We can fit a traditional ts/tv model to the skin dataset using the code below:

library("dndscv")
data("dataset_normalskin", package="dndscv")
data("dataset_normalskin_genes", package="dndscv")
dndsskin_2r = dndscv(m, gene_list=target_genes, max_muts_per_gene_per_sample = Inf, max_coding_muts_per_sample = Inf, sm = "2r_3w")
print(dndsskin_2r$mle_submodel)
sel_cv = dndsskin_2r$sel_cv
print(head(sel_cv[sel_cv$qglobal_cv<0.1, c(1:10,19)]), digits = 3)

In general, the full trinucleotide model is recommended for cancer genomic datasets as it typically provides the least biased dN/dS estimates. The impact of using simplistic mutation models can be considerable on global dN/dS ratios (see Martincorena et al., 2017), and can lead to false signals of negative or positive selection.
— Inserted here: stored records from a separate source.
use chain_eth::address::{format_address, is_zero_address, parse_address, validate_address};
use chain_eth::create2::create2_address;
use chain_eth::erc20;
use tracing::debug;

use crate::channel::ChannelError;
use crate::client::WalletClient;
use crate::error::WalletError;
use crate::factory::{decode_account_info, FactoryCall};
use crate::index::AccountIndex;
use crate::options::TxOptions;
use crate::types::{AccountInfo, Balance, PendingTransaction, SwapRequest, TransferRequest, NATIVE_DECIMALS};

/// One sub-account of a factory, identified by its index.
///
/// The address is the CREATE2 location of the model account's minimal
/// proxy clone, so it is known before the account is ever deployed.
#[derive(Debug, Clone)]
pub struct Account<'a> {
    client: &'a WalletClient,
    index: AccountIndex,
    address: String,
}

impl<'a> Account<'a> {
    pub(crate) fn new(client: &'a WalletClient, index: AccountIndex) -> Self {
        let predicted = create2_address(client.factory_bytes(), &index.salt(), client.proxy_code_hash());

        Self {
            client,
            index,
            address: format_address(&predicted),
        }
    }

    pub fn index(&self) -> AccountIndex {
        self.index
    }

    /// Predicted EIP-55 address of the clone.
    pub fn address(&self) -> &str {
        &self.address
    }

    pub fn salt(&self) -> [u8; 32] {
        self.index.salt()
    }

    pub fn salt_hex(&self) -> String {
        self.index.salt_hex()
    }

    pub fn client(&self) -> &'a WalletClient {
        self.client
    }

    /// Asks the factory about this index.
    pub async fn info(&self) -> Result<AccountInfo, WalletError> {
        let call = FactoryCall::Get { index: self.index };
        debug!(factory = %self.client.factory_address(), %call, "factory read");

        let data = self
            .client
            .read(self.client.factory_address(), &call.encode())
            .await?;
        decode_account_info(&data)
    }

    /// Balance of `asset` held by this account, in the asset's smallest unit.
    ///
    /// `None` or the zero address selects the native currency.
    pub async fn balance(&self, asset: Option<&str>) -> Result<Balance, WalletError> {
        let holder = self.info().await?.address;

        if is_zero_address(asset) {
            let units = self
                .client
                .channel()
                .balance(&holder)
                .await
                .map_err(WalletError::Network)?;

            return Ok(Balance {
                units,
                decimals: NATIVE_DECIMALS,
            });
        }

        let token = format_address(&address_arg(asset.unwrap_or_default())?);
        let balance_call = erc20::encode_balance_of(&holder)?;
        let decimals_call = erc20::encode_decimals();

        let (balance_data, decimals_data) = tokio::try_join!(
            self.token_read(&token, &balance_call),
            self.token_read(&token, &decimals_call),
        )?;

        let units = erc20::decode_balance(&balance_data)
            .map_err(|e| unsupported(&token, e.to_string()))?;
        let decimals = erc20::decode_decimals(&decimals_data)
            .map_err(|e| unsupported(&token, e.to_string()))?;

        Ok(Balance { units, decimals })
    }

    /// Deploys the clone. The factory decides what happens if it already
    /// exists.
    pub async fn create(&self, options: &TxOptions) -> Result<PendingTransaction, WalletError> {
        self.client
            .submit(&FactoryCall::Create { index: self.index }, options)
            .await
    }

    pub async fn transfer(
        &self,
        request: &TransferRequest,
        options: &TxOptions,
    ) -> Result<PendingTransaction, WalletError> {
        let asset = if is_zero_address(request.asset.as_deref()) {
            [0u8; 20]
        } else {
            address_arg(request.asset.as_deref().unwrap_or_default())?
        };

        let call = FactoryCall::Transfer {
            index: self.index,
            recipient: address_arg(&request.recipient)?,
            asset,
            units: request.units,
        };
        self.client.submit(&call, options).await
    }

    /// Routes a swap through `request.router`. Router, path and recipient
    /// are passed on as given once they parse as addresses.
    pub async fn swap(
        &self,
        request: &SwapRequest,
        options: &TxOptions,
    ) -> Result<PendingTransaction, WalletError> {
        let path = request
            .path
            .iter()
            .map(|hop| address_arg(hop))
            .collect::<Result<Vec<_>, _>>()?;

        let call = FactoryCall::Swap {
            index: self.index,
            method: request.method,
            router: address_arg(&request.router)?,
            units_in: request.units_in,
            units_out_min: request.units_out_min,
            path,
            to: address_arg(&request.to)?,
        };
        self.client.submit(&call, options).await
    }

    async fn token_read(&self, token: &str, data: &[u8]) -> Result<Vec<u8>, WalletError> {
        match self.client.channel().call(token, data).await {
            Ok(bytes) if bytes.is_empty() => Err(unsupported(token, "empty return data")),
            Ok(bytes) => Ok(bytes),
            Err(e) if e.is_execution_revert() => Err(unsupported(token, revert_reason(&e))),
            Err(e) => Err(WalletError::Network(e)),
        }
    }
}

/// Parses a caller-supplied address. Mixed-case input must carry a valid
/// EIP-55 checksum.
fn address_arg(address: &str) -> Result<[u8; 20], WalletError> {
    if !validate_address(address)? {
        return Err(WalletError::InvalidAddress(format!("checksum mismatch: {address}")));
    }
    Ok(parse_address(address)?)
}

fn unsupported(asset: &str, reason: impl Into<String>) -> WalletError {
    WalletError::UnsupportedAsset {
        asset: asset.to_string(),
        reason: reason.into(),
    }
}

fn revert_reason(error: &ChannelError) -> String {
    match error {
        ChannelError::Rpc { message, .. } => message.clone(),
        other => other.to_string(),
    }
}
In general, the impact of simple substitution models on gene-level inferences of selection tends to be smaller. AIC model selection can be easily used:

AIC(dndsskin$poissmodel)
AIC(dndsskin_2r$poissmodel)

References

Martincorena I, et al. (2017) Universal Patterns of Selection in Cancer and Somatic Tissues. Cell. 171(5):1029-1041.
Goldman N, Yang Z. (1994). A codon-based model of nucleotide substitution for protein-coding DNA sequences. Molecular biology and evolution. 11:725-736.
Greenman C, et al. (2006) Statistical analysis of pathogenicity of somatic mutations in cancer. Genetics. 173(4):2187-98.
Wong CC, Martincorena I, et al. (2014) Inactivating CUX1 mutations promote tumorigenesis. Nature Genetics. 46(1):33-8.
Martincorena I, et al. (2015) High burden and pervasive positive selection of somatic mutations in normal human skin. Science. 348(6237):880-6.